Last week it was reported that when the House select committee investigating Jan. 6 finally got their hands on an avalanche of Trump-era White House documents — which Trump had tried and failed to block — a good number of them had been torn up and taped back together by poor staffers. Some weren’t even taped back together. Turns out the former president had a habit of ripping up documents — illegally, as it turns out. But now we’re learning that that habit was even worse than previously thought.
As per The Washington Post, over the course of his four-year one-term presidency, Trump did this all the time, tearing up “hundreds” of official documentation: briefings, schedules, articles, letters, memos, some of them sensitive. He’d rip them up and either throw them in the waste bin or toss them on the floor. Sometimes he’d leave the detritus on his desk.
He wasn’t just being a snob; he was breaking a law. Specifically he was breaking the Presidential Records Act, which dictates that any official White House documentation must be preserved in the National Archive. Trump was repeatedly admonished for this practice, but — Trump being Trump — he always ignored them, evidently figuring he was above the law.
That, of course, left it to others to clean up his mess:
The ripping was so relentless that Trump’s team implemented protocols to try to ensure that he was abiding by the Presidential Records Act. Typically, aides from either the Office of the Staff Secretary or the Oval Office Operations team would come in behind Trump to retrieve the piles of torn paper he left in his wake, according to one person familiar with the routine. Then, staffers from the White House Office of Records Management were generally responsible for jigsawing the documents back together, using clear tape.
Will trump face any penalties for this? Will he face any penalties for anything law he’s broken? Probably not. James Grossman, executive director of the American Historical Association, says whoever wrote the law neglected to add a note about how exactly to punish someone who breaks it.
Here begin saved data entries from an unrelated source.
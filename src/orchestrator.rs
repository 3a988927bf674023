//! Orchestrator API client.
//!
//! Thin HTTP layer over the orchestrator backend: it opens the streaming
//! chat endpoint and hands the raw byte stream to the session controller,
//! which owns all decoding. Credentials are an explicit parameter - the
//! client never reads tokens from ambient storage.

use std::pin::Pin;

use bytes::Bytes;
use futures_util::{Stream, StreamExt};
use reqwest::Client;

use crate::models::StreamRequest;

pub const DEFAULT_BASE_URL: &str = "http://localhost:8000";

/// The response body as an unparsed chunk stream.
pub type ByteStream = Pin<Box<dyn Stream<Item = Result<Bytes, OrchestratorError>> + Send>>;

/// Error type for orchestrator client operations
#[derive(Debug)]
pub enum OrchestratorError {
    /// HTTP request failed (connect error, aborted read, ...)
    Http(reqwest::Error),
    /// Server answered with a non-success status before streaming began
    ServerError { status: u16, message: String },
}

impl std::fmt::Display for OrchestratorError {
    fn fmt(&self, f: &mut std::fmt::Formatter<'_>) -> std::fmt::Result {
        match self {
            OrchestratorError::Http(e) => write!(f, "HTTP error: {}", e),
            OrchestratorError::ServerError { status, message } => {
                write!(f, "Server error ({}): {}", status, message)
            }
        }
    }
}

impl std::error::Error for OrchestratorError {
    fn source(&self) -> Option<&(dyn std::error::Error + 'static)> {
        match self {
            OrchestratorError::Http(e) => Some(e),
            OrchestratorError::ServerError { .. } => None,
        }
    }
}

impl From<reqwest::Error> for OrchestratorError {
    fn from(e: reqwest::Error) -> Self {
        OrchestratorError::Http(e)
    }
}

/// Client for the orchestrator backend API.
///
/// Reused across sessions; each [`open_stream`] call issues one request
/// whose response body is a newline-delimited event stream.
///
/// [`open_stream`]: OrchestratorClient::open_stream
pub struct OrchestratorClient {
    base_url: String,
    client: Client,
    auth_token: Option<String>,
}

impl OrchestratorClient {
    /// Create a client against the default base URL.
    pub fn new() -> Self {
        Self::with_url(DEFAULT_BASE_URL)
    }

    /// Create a client against a custom base URL.
    pub fn with_url(base_url: &str) -> Self {
        Self {
            base_url: base_url.trim_end_matches('/').to_string(),
            client: Client::new(),
            auth_token: None,
        }
    }

    /// Attach a bearer token sent with every request (builder pattern).
    pub fn with_auth(mut self, token: &str) -> Self {
        self.auth_token = Some(token.to_string());
        self
    }

    pub fn base_url(&self) -> &str {
        &self.base_url
    }

    /// Open the streaming chat endpoint for one exchange.
    ///
    /// Sends a POST to `/chat/stream` and returns the raw byte stream of
    /// the response body. A non-success status is mapped to
    /// [`OrchestratorError::ServerError`] without opening the stream.
    pub async fn open_stream(
        &self,
        request: &StreamRequest,
    ) -> Result<ByteStream, OrchestratorError> {
        let url = format!("{}/chat/stream", self.base_url);

        let mut builder = self
            .client
            .post(&url)
            .header("Accept", "text/event-stream")
            .json(request);
        if let Some(token) = &self.auth_token {
            builder = builder.bearer_auth(token);
        }

        let response = builder.send().await?;

        if !response.status().is_success() {
            let status = response.status().as_u16();
            let message = response
                .text()
                .await
                .unwrap_or_else(|_| "Unknown error".to_string());
            return Err(OrchestratorError::ServerError { status, message });
        }

        let stream = response
            .bytes_stream()
            .map(|chunk| chunk.map_err(OrchestratorError::from));
        Ok(Box::pin(stream))
    }

    /// Check if the orchestrator API is healthy and reachable.
    pub async fn health_check(&self) -> Result<bool, OrchestratorError> {
        let url = format!("{}/health", self.base_url);
        let response = self.client.get(&url).send().await?;
        Ok(response.status().is_success())
    }
}

impl Default for OrchestratorClient {
    fn default() -> Self {
        Self::new()
    }
}
//! taskstream - streaming client for the orchestrator task-execution API.
//!
//! One user message opens one long-lived response stream. The crate
//! decodes the stream's newline-delimited events into a live [`TaskPlan`]
//! view and resolves exactly one terminal outcome per session:
//!
//! ```text
//! network bytes -> LineFramer -> decode_line -> TaskPlan -> observer
//!                     (StreamSession coordinates lifecycle + cancel)
//! ```
//!
//! Everything around the stream - auth screens, history persistence,
//! rendering, the integration catalog - belongs to the embedding
//! application, not this crate.
//!
//! [`TaskPlan`]: crate::plan::TaskPlan

pub mod models;
pub mod orchestrator;
pub mod plan;
pub mod session;
pub mod sse;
“It is against the law, but the problem is that the Presidential Records Act, as written, does not have any real enforcement mechanism,” Grossman told the Post. “It’s that sort of thing where there’s a law, but who has the authority to enforce the law, and the existing law is toothless.”
And so Teflon Don will probably get off scot-free, as he probably will for inciting a violent mob. Or maybe this will be the one that gets him, much like Al Capone getting busted for tax evasion. Then again, Trump wasn’t reprimanded for that one either.